The techniques for doing relaxation that you've learned over the last two notebooks generalize nicely to two-dimensions (2D). Further generalization to higher dimensions then proceeds similarly.

Physical Setup

For some time we will focus on numerically solving a single physical problem. In electrostatics the easiest way to realize this problem is with an idealized three-dimensional setup, however the symmetry along the \(z\)-axis will make it so that we really only need to solve a 2D problem.
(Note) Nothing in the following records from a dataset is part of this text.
use chrono::{DateTime, Utc};
use rust_decimal::Decimal;
use serde::{Deserialize, Serialize};
use utoipa::ToSchema;

use crate::features::catalog::models::{Brand, Offer, Product};

/// Response DTO for product
#[derive(Debug, Clone, Serialize, Deserialize, ToSchema)]
pub struct ProductResponseDto {
    pub id: i64,
    pub category_id: i64,
    pub brand_id: Option<i64>,
    pub name: String,
    pub slug: String,
    pub description: Option<String>,
    pub price: Decimal,
    pub image_urls: Vec<String>,
    pub is_active: bool,
    pub created_at: DateTime<Utc>,
    pub updated_at: DateTime<Utc>,
}

impl From<Product> for ProductResponseDto {
    fn from(p: Product) -> Self {
        Self {
            id: p.id,
            category_id: p.category_id,
            brand_id: p.brand_id,
            name: p.name,
            slug: p.slug,
            description: p.description,
            price: p.price,
            image_urls: p.image_urls,
            is_active: p.is_active,
            created_at: p.created_at,
            updated_at: p.updated_at,
        }
    }
}

/// Response DTO for brand
#[derive(Debug, Clone, Serialize, Deserialize, ToSchema)]
pub struct BrandResponseDto {
    pub id: i64,
    pub name: String,
    pub slug: String,
    pub logo_url: Option<String>,
    pub is_active: bool,
    pub created_at: DateTime<Utc>,
    pub updated_at: DateTime<Utc>,
}

impl From<Brand> for BrandResponseDto {
    fn from(b: Brand) -> Self {
        Self {
            id: b.id,
            name: b.name,
            slug: b.slug,
            logo_url: b.logo_url,
            is_active: b.is_active,
            created_at: b.created_at,
            updated_at: b.updated_at,
        }
    }
}

/// Response DTO for offer
#[derive(Debug, Clone, Serialize, Deserialize, ToSchema)]
pub struct OfferResponseDto {
    pub id: i64,
    pub title: String,
    pub slug: String,
    pub description: Option<String>,
    pub product_ids: Vec<i64>,
    pub starts_at: Option<DateTime<Utc>>,
    pub ends_at: Option<DateTime<Utc>>,
    pub is_active: bool,
    pub created_at: DateTime<Utc>,
    pub updated_at: DateTime<Utc>,
}

impl From<Offer> for OfferResponseDto {
    fn from(o: Offer) -> Self {
        Self {
            id: o.id,
            title: o.title,
            slug: o.slug,
            description: o.description,
            product_ids: o.product_ids,
            starts_at: o.starts_at,
            ends_at: o.ends_at,
            is_active: o.is_active,
            created_at: o.created_at,
            updated_at: o.updated_at,
        }
    }
}

/// Active record counts per entity type
#[derive(Debug, Clone, Default, PartialEq, Eq, Serialize, Deserialize, ToSchema)]
pub struct ActiveCountsDto {
    pub categories: i64,
    pub products: i64,
    pub brands: i64,
    pub offers: i64,
}
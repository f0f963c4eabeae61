mod brand;
mod offer;
mod product;

pub use brand::Brand;
pub use offer::Offer;
pub use product::Product;

pub use crate::features::categories::models::Category;

use serde::{Deserialize, Serialize};
use utoipa::ToSchema;

/// Catalog entity types that carry an `is_active` flag
#[derive(Debug, Clone, Copy, PartialEq, Eq, Hash, Serialize, Deserialize, ToSchema)]
#[serde(rename_all = "snake_case")]
pub enum CatalogEntity {
    Category,
    Product,
    Brand,
    Offer,
}

impl CatalogEntity {
    pub const ALL: [CatalogEntity; 4] = [
        CatalogEntity::Category,
        CatalogEntity::Product,
        CatalogEntity::Brand,
        CatalogEntity::Offer,
    ];

    pub fn table(self) -> &'static str {
        match self {
            CatalogEntity::Category => "categories",
            CatalogEntity::Product => "products",
            CatalogEntity::Brand => "brands",
            CatalogEntity::Offer => "offers",
        }
    }
}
The setup is as follows: Three infinitely-long grounded metal plates, at \(x=0\), \(x=1\) and \(y = 0\), are connected at \(y = 1\) by a metal strip maintained at a potential \(V(x,y=1) = \sin(\pi x)\) (a thin layer of insulation at each corner prevents them from shorting out). Find the potential inside the resulting rectangular pipe. The equation that dictates the potential is the 2D Laplace equation, to which we now turn.
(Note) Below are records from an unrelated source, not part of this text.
//! Fixed storefront aliases.
//!
//! The storefront navigation links to eight short paths. Each one resolves to a
//! canonical category slug through this table and nowhere else. Renaming a category
//! slug means updating the table, and the tests below pin the alias paths themselves.

/// A storefront path bound to a canonical category
#[derive(Debug, Clone, Copy, PartialEq, Eq)]
pub struct CategoryAlias {
    /// Storefront path, always with a leading slash
    pub path: &'static str,
    /// Slug of the category the alias opens
    pub category_slug: &'static str,
}

pub const CATEGORY_ALIASES: [CategoryAlias; 8] = [
    CategoryAlias {
        path: "/kitchen",
        category_slug: "kitchen-appliances",
    },
    CategoryAlias {
        path: "/cooling",
        category_slug: "air-conditioning-cooling",
    },
    CategoryAlias {
        path: "/small-appliances",
        category_slug: "small-home-appliances",
    },
    CategoryAlias {
        path: "/washing",
        category_slug: "washing-machines-dryers",
    },
    CategoryAlias {
        path: "/cleaning",
        category_slug: "vacuum-cleaners-cleaning",
    },
    CategoryAlias {
        path: "/electronics",
        category_slug: "tv-audio-electronics",
    },
    CategoryAlias {
        path: "/lighting",
        category_slug: "lighting",
    },
    CategoryAlias {
        path: "/tools",
        category_slug: "power-hand-tools",
    },
];

/// Looks up an alias by path. The leading slash is optional.
pub fn find_by_path(path: &str) -> Option<&'static CategoryAlias> {
    let trimmed = path.trim().trim_end_matches('/');
    let normalized = trimmed.strip_prefix('/').unwrap_or(trimmed);
    if normalized.is_empty() {
        return None;
    }
    CATEGORY_ALIASES
        .iter()
        .find(|alias| &alias.path[1..] == normalized)
}

/// Alias pointing at the given category slug, if any
pub fn find_by_slug(slug: &str) -> Option<&'static CategoryAlias> {
    CATEGORY_ALIASES
        .iter()
        .find(|alias| alias.category_slug == slug)
}

/// Storefront path of a category: its alias when it has one, `/category/{slug}` otherwise
pub fn storefront_path(slug: &str) -> String {
    match find_by_slug(slug) {
        Some(alias) => alias.path.to_string(),
        None => format!("/category/{}", slug),
    }
}

#[cfg(test)]
mod tests {
    use super::*;
    use crate::shared::validation::SLUG_REGEX;
    use std::collections::HashSet;

    #[test]
    fn test_alias_paths_are_pinned() {
        let paths: Vec<&str> = CATEGORY_ALIASES.iter().map(|a| a.path).collect();
        assert_eq!(
            paths,
            vec![
                "/kitchen",
                "/cooling",
                "/small-appliances",
                "/washing",
                "/cleaning",
                "/electronics",
                "/lighting",
                "/tools",
            ]
        );
    }

    #[test]
    fn test_every_alias_maps_to_a_valid_unique_slug() {
        let mut seen = HashSet::new();
        for alias in CATEGORY_ALIASES.iter() {
            assert!(SLUG_REGEX.is_match(alias.category_slug), "{:?}", alias);
            assert!(seen.insert(alias.category_slug), "duplicate target {:?}", alias);
        }
    }

    #[test]
    fn test_find_by_path_accepts_optional_slash() {
        assert_eq!(
            find_by_path("/kitchen").map(|a| a.category_slug),
            Some("kitchen-appliances")
        );
        assert_eq!(
            find_by_path("kitchen").map(|a| a.category_slug),
            Some("kitchen-appliances")
        );
        assert_eq!(
            find_by_path("/tools/").map(|a| a.category_slug),
            Some("power-hand-tools")
        );
        assert!(find_by_path("/garden").is_none());
        assert!(find_by_path("/").is_none());
        assert!(find_by_path("").is_none());
    }

    #[test]
    fn test_find_by_slug_round_trips_every_alias() {
        for alias in CATEGORY_ALIASES.iter() {
            assert_eq!(find_by_slug(alias.category_slug), Some(alias));
            assert_eq!(find_by_path(alias.path), Some(alias));
        }
    }

    #[test]
    fn test_storefront_path_prefers_alias() {
        assert_eq!(storefront_path("kitchen-appliances"), "/kitchen");
        assert_eq!(storefront_path("garden-furniture"), "/category/garden-furniture");
    }
}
The Laplace Equation in 2D

The 2D Laplace equation is

\[ \nabla^2 V = \frac{\partial^2 V}{\partial x^2}+\frac{\partial^2 V}{\partial y^2} = 0. \]

Just as in 1D, this equation can be discretized by returning to the definition of the partial derivatives \(\partial/\partial x\) and \(\partial/\partial y\). However, in this case it is useful to allow yourself to have different step sizes in the \(x\)- and in the \(y\)-directions. To this end, instead of using \(h\) to indicate a numerical step size, let \(\Delta x\) represent a single step in the \(x\)-direction and similarly for \(\Delta y\). In the numerics below we will often give these step sizes the same value, e.g. \(\Delta x = \Delta y =1\), but by setting the calculation up this way, you are free not to.

As before, it is also useful to setup a shorthand for the potential evaluated on a lattice point. In 2D a given lattice point will have \(x\) and \(y\) coordinates. Define these coordinates to be \(x_i\) and \(y_j\), where the subscript \(i\) means that \(x_i\) is \(i\) steps to the right of the origin, and with \(i\) and \(j\) both integers. In other words \(x_i = i\cdot \Delta x\). Similarly, \(y_j = j \cdot \Delta y\) is \(j\) steps above the origin. Finally, we define the potential \(V\) at the lattice point \((x_i, y_j)\) to be \(V(x_i, y_j) \equiv V_{i,j}\). The comma in the subscript of \(V_{i,j}\) simply acts to separate the \(i\) and \(j\) values.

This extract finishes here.